Iris smiled. "And Jamie. They all used to come into a place where I worked in Springfield. Before the war."

"I see."

Iris looked at her curiously. "No, you probably don't see. You were raised by a good man, and you loved him, I hear it in your voice when you talk about your pa. I was raised by a stepfather who sold me to a gambler on my thirteenth birthday. You can't begin to see."

"I'm sorry, Iris. I didn't mean to presume to judge you." She hesitated. "You speak so beautifully, and when you dress like you so often—"

"I don't look like a whore, is that it?"

Shannon flushed, but she didn't apologize. She looked at Iris and smiled. "I just think that you are too good and too fine a woman to end up…like Reba."

"You're going to try to make me go straight, huh?" Iris asked.

"You could, you know."

"And do what?"

"Open up an inn."

"Miss Andre's Room and Board for Young Ladies?" Iris asked.

"Why not?"

Iris laughed and flicked the reins. "All right. I'll think about it. And what about you?"

"What do you mean?"

"When it is over, what about you?"

"I—er—I'll go home."

"Alone?"

Shannon lowered her face. "You know he didn't mean to marry me," she murmured.

Iris was quiet for a minute. "I know that you're in love with him."

"He doesn't love me."

"How can you be so sure?"

"He—he's never said so. And…Iris, you can't imagine, we were enemies. I mean bitter enemies. Remember, the North and South will still clash for years to come. His favorite name for me is brat. There isn't a chance…"
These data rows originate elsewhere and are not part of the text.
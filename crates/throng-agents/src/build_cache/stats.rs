// Copyright 2025 eraflo
//
// Licensed under the Apache License, Version 2.0 (the "License");
// you may not use this file except in compliance with the License.
// You may obtain a copy of the License at
//
//     http://www.apache.org/licenses/LICENSE-2.0
//
// Unless required by applicable law or agreed to in writing, software
// distributed under the License is distributed on an "AS IS" BASIS,
// WITHOUT WARRANTIES OR CONDITIONS OF ANY KIND, either express or implied.
// See the License for the specific language governing permissions and
// limitations under the License.

use std::fmt;
use throng_data::cache::MasterCache;

/// Lookup counters of one cache.
#[derive(Debug, Default, Clone, Copy, PartialEq, Eq)]
pub struct CacheCounts {
    /// Lookups that found a master.
    pub hits: u64,
    /// Lookups that had to build one.
    pub misses: u64,
    /// Masters registered.
    pub masters: usize,
}

impl CacheCounts {
    pub(crate) fn of<K: Eq + std::hash::Hash, M>(cache: &MasterCache<K, M>) -> Self {
        Self {
            hits: cache.hits(),
            misses: cache.misses(),
            masters: cache.len(),
        }
    }
}

impl fmt::Display for CacheCounts {
    fn fmt(&self, f: &mut fmt::Formatter<'_>) -> fmt::Result {
        write!(
            f,
            "{} masters, {} hits, {} misses",
            self.masters, self.hits, self.misses
        )
    }
}

/// Statistics of one import pass.
#[derive(Debug, Default, Clone, Copy, PartialEq, Eq)]
pub struct CacheStats {
    /// Geometry masters.
    pub geometry: CacheCounts,
    /// Primitive masters.
    pub primitives: CacheCounts,
    /// Shading groups.
    pub materials: CacheCounts,
    /// Skin weight holders.
    pub clusters: CacheCounts,
    /// Primitive instances whose shading was deferred to cleanup.
    pub deferred_shading: usize,
}

impl fmt::Display for CacheStats {
    fn fmt(&self, f: &mut fmt::Formatter<'_>) -> fmt::Result {
        writeln!(f, "geometry: {}", self.geometry)?;
        writeln!(f, "primitives: {}", self.primitives)?;
        writeln!(f, "materials: {}", self.materials)?;
        writeln!(f, "clusters: {}", self.clusters)?;
        write!(f, "deferred shading: {} instances", self.deferred_shading)
    }
}
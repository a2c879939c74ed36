// Copyright 2025 eraflo
//
// Licensed under the Apache License, Version 2.0 (the "License");
// you may not use this file except in compliance with the License.
// You may obtain a copy of the License at
//
//     http://www.apache.org/licenses/LICENSE-2.0
//
// Unless required by applicable law or agreed to in writing, software
// distributed under the License is distributed on an "AS IS" BASIS,
// WITHOUT WARRANTIES OR CONDITIONS OF ANY KIND, either express or implied.
// See the License for the specific language governing permissions and
// limitations under the License.

//! # Throng Agents
//!
//! Orchestration of a crowd import pass: the build-cache engine that
//! deduplicates scene constructs, and the per-agent builder on top of it.

pub mod build_cache;
pub mod config;
pub mod crowd_agent;

pub use build_cache::{BuildCache, CacheStats};
pub use config::{BuildConfig, SkinType};
pub use crowd_agent::{AgentInstance, CrowdAgent};
// Copyright 2025 eraflo
//
// Licensed under the Apache License, Version 2.0 (the "License");
// you may not use this file except in compliance with the License.
// You may obtain a copy of the License at
//
//     http://www.apache.org/licenses/LICENSE-2.0
//
// Unless required by applicable law or agreed to in writing, software
// distributed under the License is distributed on an "AS IS" BASIS,
// WITHOUT WARRANTIES OR CONDITIONS OF ANY KIND, either express or implied.
// See the License for the specific language governing permissions and
// limitations under the License.

//! Skinning computations: chunk partitioning for chunked binding and the
//! attribute layout of a skin cluster's weight list.

use ahash::AHashMap;
use throng_core::description::Influence;

/// The vertices of a mesh driven mostly by one deformer.
#[derive(Debug, Clone, PartialEq, Eq)]
pub struct Chunk {
    /// Index of the deformer in the geometry's deformer list.
    pub deformer: usize,
    /// Name of the deformer.
    pub name: String,
    /// Vertex indices, ascending.
    pub vertices: Vec<usize>,
}

/// Splits the vertices of a mesh by their dominant deformer.
///
/// A vertex belongs to the deformer with its highest weight; ties go to the
/// influence listed first. Vertices without influences, and influences naming
/// a deformer outside `deformers`, are left out. Chunks are ordered by
/// deformer index.
pub fn partition_chunks(weights: &[Vec<Influence>], deformers: &[String]) -> Vec<Chunk> {
    let mut by_deformer: AHashMap<usize, Vec<usize>> = AHashMap::new();

    for (vertex, influences) in weights.iter().enumerate() {
        let dominant = influences
            .iter()
            .filter(|i| i.deformer < deformers.len())
            .fold(None::<&Influence>, |best, i| match best {
                Some(b) if b.weight >= i.weight => Some(b),
                _ => Some(i),
            });
        match dominant {
            Some(influence) => by_deformer.entry(influence.deformer).or_default().push(vertex),
            None => log::debug!("Vertex {vertex} has no usable influence, left out of chunks"),
        }
    }

    let mut chunks: Vec<Chunk> = by_deformer
        .into_iter()
        .map(|(deformer, vertices)| Chunk {
            deformer,
            name: deformers[deformer].clone(),
            vertices,
        })
        .collect();
    chunks.sort_by_key(|chunk| chunk.deformer);
    chunks
}

/// Returns the attribute path of one weight of a skin cluster.
pub fn weight_attribute(vertex: usize, deformer: usize) -> String {
    format!("weightList[{vertex}].weights[{deformer}]")
}

/// Lists every `(attribute, weight)` pair of a weight table, vertex by vertex.
pub fn weight_list_entries(weights: &[Vec<Influence>]) -> impl Iterator<Item = (String, f32)> + '_ {
    weights.iter().enumerate().flat_map(|(vertex, influences)| {
        influences
            .iter()
            .map(move |i| (weight_attribute(vertex, i.deformer), i.weight))
    })
}

#[cfg(test)]
mod tests {
    use super::*;

    fn inf(deformer: usize, weight: f32) -> Influence {
        Influence { deformer, weight }
    }

    fn deformers() -> Vec<String> {
        vec!["hips".into(), "spine".into(), "head".into()]
    }

    #[test]
    fn test_vertices_go_to_dominant_deformer() {
        let weights = vec![
            vec![inf(0, 0.9), inf(1, 0.1)],
            vec![inf(0, 0.2), inf(1, 0.8)],
            vec![inf(2, 1.0)],
            vec![inf(1, 0.5), inf(0, 0.5)],
        ];
        let chunks = partition_chunks(&weights, &deformers());

        assert_eq!(chunks.len(), 3);
        assert_eq!(chunks[0].name, "hips");
        assert_eq!(chunks[0].vertices, vec![0]);
        assert_eq!(chunks[1].name, "spine");
        assert_eq!(chunks[1].vertices, vec![1, 3], "Ties go to the first influence");
        assert_eq!(chunks[2].vertices, vec![2]);
    }

    #[test]
    fn test_unusable_vertices_are_left_out() {
        let weights = vec![vec![], vec![inf(7, 1.0)], vec![inf(1, 1.0)]];
        let chunks = partition_chunks(&weights, &deformers());
        assert_eq!(chunks.len(), 1);
        assert_eq!(chunks[0].vertices, vec![2]);
    }

    #[test]
    fn test_weight_list_entries() {
        let weights = vec![vec![inf(0, 1.0)], vec![inf(0, 0.25), inf(2, 0.75)]];
        let entries: Vec<_> = weight_list_entries(&weights).collect();
        assert_eq!(
            entries,
            vec![
                ("weightList[0].weights[0]".to_string(), 1.0),
                ("weightList[1].weights[0]".to_string(), 0.25),
                ("weightList[1].weights[2]".to_string(), 0.75),
            ]
        );
    }
}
Iris laughed delightedly. "You listen to me, young woman. If he were mine, if I had this chance, I would hang on for dear life. I would fight like a tiger. If you've any sense, and if you do love him, you'll do the same."
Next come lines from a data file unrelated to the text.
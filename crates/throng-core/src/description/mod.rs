// Copyright 2025 eraflo
//
// Licensed under the Apache License, Version 2.0 (the "License");
// you may not use this file except in compliance with the License.
// You may obtain a copy of the License at
//
//     http://www.apache.org/licenses/LICENSE-2.0
//
// Unless required by applicable law or agreed to in writing, software
// distributed under the License is distributed on an "AS IS" BASIS,
// WITHOUT WARRANTIES OR CONDITIONS OF ANY KIND, either express or implied.
// See the License for the specific language governing permissions and
// limitations under the License.

//! Provides the passive records that describe one agent *type*.
//!
//! Every agent of a crowd is an instance of a type, and every record in this
//! module belongs to exactly one type. The records are filled once by a
//! description reader and are read-only afterwards, which is what allows the
//! build cache to share host-scene work between agents.
//!
//! The key components are:
//! - [`Material`] and [`Geometry`]: what an agent looks like.
//! - [`GeometryOption`]: a slot that one of several geometries may fill.
//! - [`Joint`] and [`Primitive`]: the skeleton and its procedural shapes.
//! - [`Variable`], [`Curve`] and [`Action`]: the per-agent knobs and animation.

mod action;
mod geometry;
mod joint;
mod material;
mod naming;
mod primitive;
mod variable;

pub use action::*;
pub use geometry::*;
pub use joint::*;
pub use material::*;
pub use naming::*;
pub use primitive::*;
pub use variable::*;
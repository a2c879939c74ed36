// Copyright 2025 eraflo
//
// Licensed under the Apache License, Version 2.0 (the "License");
// you may not use this file except in compliance with the License.
// You may obtain a copy of the License at
//
//     http://www.apache.org/licenses/LICENSE-2.0
//
// Unless required by applicable law or agreed to in writing, software
// distributed under the License is distributed on an "AS IS" BASIS,
// WITHOUT WARRANTIES OR CONDITIONS OF ANY KIND, either express or implied.
// See the License for the specific language governing permissions and
// limitations under the License.

//! The agent-type description aggregate.
//!
//! A [`Description`] is built once per agent type by a [`DescriptionBuilder`]
//! and then shared read-only, usually behind an `Arc`, by every agent of
//! that type.

mod builder;

pub use builder::*;

use crate::geodb::GeoDb;
use serde::{Deserialize, Serialize};
use std::collections::HashMap;
use std::path::{Path, PathBuf};
use throng_core::description::{Action, Joint, Material, MaterialId, Variable};
use throng_core::error::{CrowdError, CrowdResult, LookupKind};

/// Everything known about one agent type.
#[derive(Debug, Clone, Serialize, Deserialize)]
pub struct Description {
    pub(crate) agent_type: String,
    pub(crate) cdl: Option<PathBuf>,
    pub(crate) scale_var: Option<String>,
    pub(crate) geo_db: GeoDb,
    pub(crate) materials: Vec<Material>,
    pub(crate) joints: Vec<Joint>,
    pub(crate) joint_index: HashMap<String, usize>,
    pub(crate) actions: HashMap<String, Action>,
    pub(crate) variables: HashMap<String, Variable>,
}

impl Description {
    /// Returns the agent type name.
    pub fn agent_type(&self) -> &str {
        &self.agent_type
    }

    /// Returns the path of the file the description was read from.
    pub fn cdl(&self) -> Option<&Path> {
        self.cdl.as_deref()
    }

    /// Returns the variable that scales the whole agent.
    pub fn scale_var(&self) -> Option<&str> {
        self.scale_var.as_deref()
    }

    /// Returns the geometry registry.
    pub fn geo_db(&self) -> &GeoDb {
        &self.geo_db
    }

    /// Returns the materials in declaration order.
    pub fn materials(&self) -> &[Material] {
        &self.materials
    }

    /// Returns the material with the given id.
    pub fn material_by_id(&self, id: MaterialId) -> CrowdResult<&Material> {
        self.materials
            .iter()
            .find(|m| m.id == id)
            .ok_or_else(|| CrowdError::unknown(LookupKind::Material, id.to_string()))
    }

    /// Returns the joints, parents before children.
    pub fn joints(&self) -> &[Joint] {
        &self.joints
    }

    /// Returns the joint with the given name.
    pub fn joint(&self, name: &str) -> CrowdResult<&Joint> {
        self.joint_index
            .get(name)
            .map(|index| &self.joints[*index])
            .ok_or_else(|| CrowdError::unknown(LookupKind::Joint, name))
    }

    /// Returns the variable with the given name.
    pub fn variable(&self, name: &str) -> Option<&Variable> {
        self.variables.get(name)
    }

    /// Returns all variables by name.
    pub fn variables(&self) -> &HashMap<String, Variable> {
        &self.variables
    }

    /// Returns the action with the given name.
    pub fn action(&self, name: &str) -> CrowdResult<&Action> {
        self.actions
            .get(name)
            .ok_or_else(|| CrowdError::unknown(LookupKind::Action, name))
    }

    /// Returns all actions by name.
    pub fn actions(&self) -> &HashMap<String, Action> {
        &self.actions
    }
}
"But, Iris, I can't force him to stay with me!"

"Then sleep with your pride. Lie awake night after night, and remember that you have the cold glory of your pride to lie with you instead of the warmth of the man you love."

Shannon fell silent. They rode awhile longer, then Iris suggested they stop for lunch.

They found a brook, and as they dangled their feet in it, Shannon entertained Ms with stories about growing up with Kristin and Matthew.

"You'd like my brother," she said impulsively.

Iris sniffed. "A Yankee."

"I'm a Yankee, remember? And you're living in Kansas. Yankee territory."

"No. The whole country is Yankee territory now," Iris said. "And I'm a working girl. Confederate currency doesn't put much food on the table these days."

They left soon after.

They didn't pass a single soul on the road. Close to sunset, they came to a rise overlooking a valley. Shannon climbed down from the buckboard to look down at the town of Sparks.

It was obviously thriving. There were rows of new houses, and more rows of businesses. Ranches spread out behind the town, and the fields were green and yellow and rich beneath the sun. In the distance, she could see railroad tracks, and a big station painted red. Iris told her that the town was a major junction for the stagecoaches, too.

She came back to the buckboard and looked at Iris. "It's a big place," she murmured uneasily. "A very big place. And Hayden Fitz owns it all now?"

Iris nodded gravely. "He owns most of the land. And he owns two of the stagecoach lines. And the saloon and the barbershop. And the sheriff and the deputies. Come on. Climb back in." She pointed down the valley to a large house surrounded by a stable and barns. It was a fair distance from the town. "Cindy's place."

"Cindy's place," Shannon echoed. She shrugged, and a smile curved her lips. "Let's go."

In another thirty minutes they reached the house on the plain.

It was a beautiful, elegant place with cupolas and gables, numerous stained-glass windows, and even a swing on the porch. It looked like the home of a prosperous family.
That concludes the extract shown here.